Segment Start: PROVIDED RECORDS
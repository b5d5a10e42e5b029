//! Letter-adjacency password generation library.
//!
//! This crate provides a pronounceable password generation system including:
//! - Corpus ingestion from letter-pair CSV files
//! - Two probability model strategies behind one contract
//! - Probabilistic password building with seed and retry control
//! - Internal utilities for I/O and path handling
//!
//! Passwords come out pronounceable because every adjacent character
//! pair is one that occurs in the ingested language corpus.

/// Core probability models and generation logic.
///
/// This module exposes the model strategies and the high-level
/// generator interface.
pub mod model;

/// Corpus CSV reading and parsing.
pub mod corpus;

/// The error taxonomy shared by the whole crate.
pub mod error;

/// I/O utilities (file loading, path helpers).
///
/// Not exposed
pub(crate) mod io;
//! End-to-end tests over the public API.
//!
//! Each test writes a small corpus directory, loads it through
//! `PasswordGenerator` or the model strategies directly, and checks the
//! behavior a consumer of the crate relies on: rankings, password
//! shape, caching, and multi-corpus merging.

use rand::SeedableRng;
use rand::rngs::StdRng;

use pronpass_core::error::PronpassError;
use pronpass_core::model::build_input::{BuildInput, SeedMode};
use pronpass_core::model::generator::PasswordGenerator;
use pronpass_core::model::indexed_model::IndexedModel;
use pronpass_core::model::linear_model::LinearScanModel;
use pronpass_core::model::probability_model::ProbabilityModel;

// ---------------------------------------------------------------------------
// Helpers
// ---------------------------------------------------------------------------

fn corpus_dir(files: &[(&str, &str)]) -> tempfile::TempDir {
	let dir = tempfile::tempdir().expect("temp corpus dir");
	for (name, body) in files {
		std::fs::write(dir.path().join(name), body).expect("corpus file");
	}
	dir
}

// Every letter has exactly one successor, so builds are deterministic.
const TRIANGLE: &str = "letter pair,count\nth,10\nhe,9\net,4\n";

// Every letter of {a, b, c} has successors, so builds never stall.
const CLOSED: &str = "letter pair,count\n\
	ab,9\nac,4\nba,7\nbc,2\nca,5\ncb,3\n";

// ---------------------------------------------------------------------------
// Tests
// ---------------------------------------------------------------------------

#[test]
fn directory_to_password_pipeline() {
	let dir = corpus_dir(&[("english.csv", TRIANGLE)]);
	let generator = PasswordGenerator::new(dir.path()).unwrap();

	let mut input = BuildInput::default();
	input.length = 9;
	input.seed = SeedMode::Custom('t');

	// Single-successor chains leave nothing to chance.
	assert_eq!(generator.generate(&input).unwrap(), "thethethe");
}

#[test]
fn every_adjacent_pair_of_a_password_is_an_observed_pair() {
	let dir = corpus_dir(&[("closed.csv", CLOSED)]);
	let generator = PasswordGenerator::new(dir.path()).unwrap();

	let mut input = BuildInput::default();
	input.length = 24;
	input.set_sample_limit(3).unwrap();

	let mut rng = StdRng::seed_from_u64(17);
	let password = generator.generate_with(&mut rng, &input).unwrap();
	assert_eq!(password.chars().count(), 24);

	let letters: Vec<char> = password.chars().collect();
	for pair in letters.windows(2) {
		let successors = generator.ranked_successors(pair[0]).unwrap();
		assert!(
			successors.contains(&pair[1]),
			"pair {}{} was never observed",
			pair[0],
			pair[1]
		);
	}
}

#[test]
fn both_strategies_rank_a_corpus_file_identically() {
	let dir = corpus_dir(&[(
		"tied.csv",
		"letter pair,count\nth,3\nte,3\nth,4\nta,7\nhe,1\n",
	)]);
	let path = dir.path().join("tied.csv");

	let linear = LinearScanModel::load(&path).unwrap();
	let indexed = IndexedModel::load(&path).unwrap();

	// 'a' and 'h' both total 7; the tie resolves alphabetically.
	assert_eq!(linear.possible_next_letters('t'), vec!['a', 'h', 'e']);
	assert_eq!(indexed.possible_next_letters('t'), vec!['a', 'h', 'e']);

	assert_eq!(linear.possible_next_letters('h'), indexed.possible_next_letters('h'));
	assert!(linear.possible_next_letters('z').is_empty());
	assert!(indexed.possible_next_letters('z').is_empty());
}

#[test]
fn second_generator_load_goes_through_the_cache() {
	let dir = corpus_dir(&[("english.csv", CLOSED)]);

	let first = PasswordGenerator::new(dir.path()).unwrap();
	assert!(dir.path().join("english.bin").exists());

	let second = PasswordGenerator::new(dir.path()).unwrap();
	assert_eq!(second.get_corpus_names(), first.get_corpus_names());
	for letter in ['a', 'b', 'c'] {
		assert_eq!(
			second.ranked_successors(letter).unwrap(),
			first.ranked_successors(letter).unwrap()
		);
	}
}

#[test]
fn corpora_merge_across_files() {
	let dir = corpus_dir(&[
		("english.csv", "letter pair,count\nth,1\nti,2\n"),
		("extra.csv", "letter pair,count\nth,5\n"),
	]);
	let generator = PasswordGenerator::new(dir.path()).unwrap();

	assert_eq!(generator.get_corpus_names(), &vec!["english".to_owned(), "extra".to_owned()]);
	// th totals 6 across the two files and overtakes ti.
	assert_eq!(generator.ranked_successors('t').unwrap(), &['h', 'i']);
}

#[test]
fn unknown_letters_surface_as_key_not_found() {
	let dir = corpus_dir(&[("english.csv", TRIANGLE)]);
	let generator = PasswordGenerator::new(dir.path()).unwrap();

	match generator.ranked_successors('z') {
		Err(PronpassError::KeyNotFound { letter }) => assert_eq!(letter, 'z'),
		other => panic!("expected KeyNotFound, got {other:?}"),
	}
}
Segment End: PROVIDED RECORDS
YOUR OBJECTIVE:
Above are the records. Print exactly, and only, the lines from the line with "pub(crate) mod io;" to the line with "let password = generator.generate_with(&mut", both inclusive.

SOLUTION TO THIS PROBLEM:
pub(crate) mod io;
//! End-to-end tests over the public API.
//!
//! Each test writes a small corpus directory, loads it through
//! `PasswordGenerator` or the model strategies directly, and checks the
//! behavior a consumer of the crate relies on: rankings, password
//! shape, caching, and multi-corpus merging.

use rand::SeedableRng;
use rand::rngs::StdRng;

use pronpass_core::error::PronpassError;
use pronpass_core::model::build_input::{BuildInput, SeedMode};
use pronpass_core::model::generator::PasswordGenerator;
use pronpass_core::model::indexed_model::IndexedModel;
use pronpass_core::model::linear_model::LinearScanModel;
use pronpass_core::model::probability_model::ProbabilityModel;

// ---------------------------------------------------------------------------
// Helpers
// ---------------------------------------------------------------------------

fn corpus_dir(files: &[(&str, &str)]) -> tempfile::TempDir {
	let dir = tempfile::tempdir().expect("temp corpus dir");
	for (name, body) in files {
		std::fs::write(dir.path().join(name), body).expect("corpus file");
	}
	dir
}

// Every letter has exactly one successor, so builds are deterministic.
const TRIANGLE: &str = "letter pair,count\nth,10\nhe,9\net,4\n";

// Every letter of {a, b, c} has successors, so builds never stall.
const CLOSED: &str = "letter pair,count\n\
	ab,9\nac,4\nba,7\nbc,2\nca,5\ncb,3\n";

// ---------------------------------------------------------------------------
// Tests
// ---------------------------------------------------------------------------

#[test]
fn directory_to_password_pipeline() {
	let dir = corpus_dir(&[("english.csv", TRIANGLE)]);
	let generator = PasswordGenerator::new(dir.path()).unwrap();

	let mut input = BuildInput::default();
	input.length = 9;
	input.seed = SeedMode::Custom('t');

	// Single-successor chains leave nothing to chance.
	assert_eq!(generator.generate(&input).unwrap(), "thethethe");
}

#[test]
fn every_adjacent_pair_of_a_password_is_an_observed_pair() {
	let dir = corpus_dir(&[("closed.csv", CLOSED)]);
	let generator = PasswordGenerator::new(dir.path()).unwrap();

	let mut input = BuildInput::default();
	input.length = 24;
	input.set_sample_limit(3).unwrap();

	let mut rng = StdRng::seed_from_u64(17);
	let password = generator.generate_with(&mut rng, &input).unwrap();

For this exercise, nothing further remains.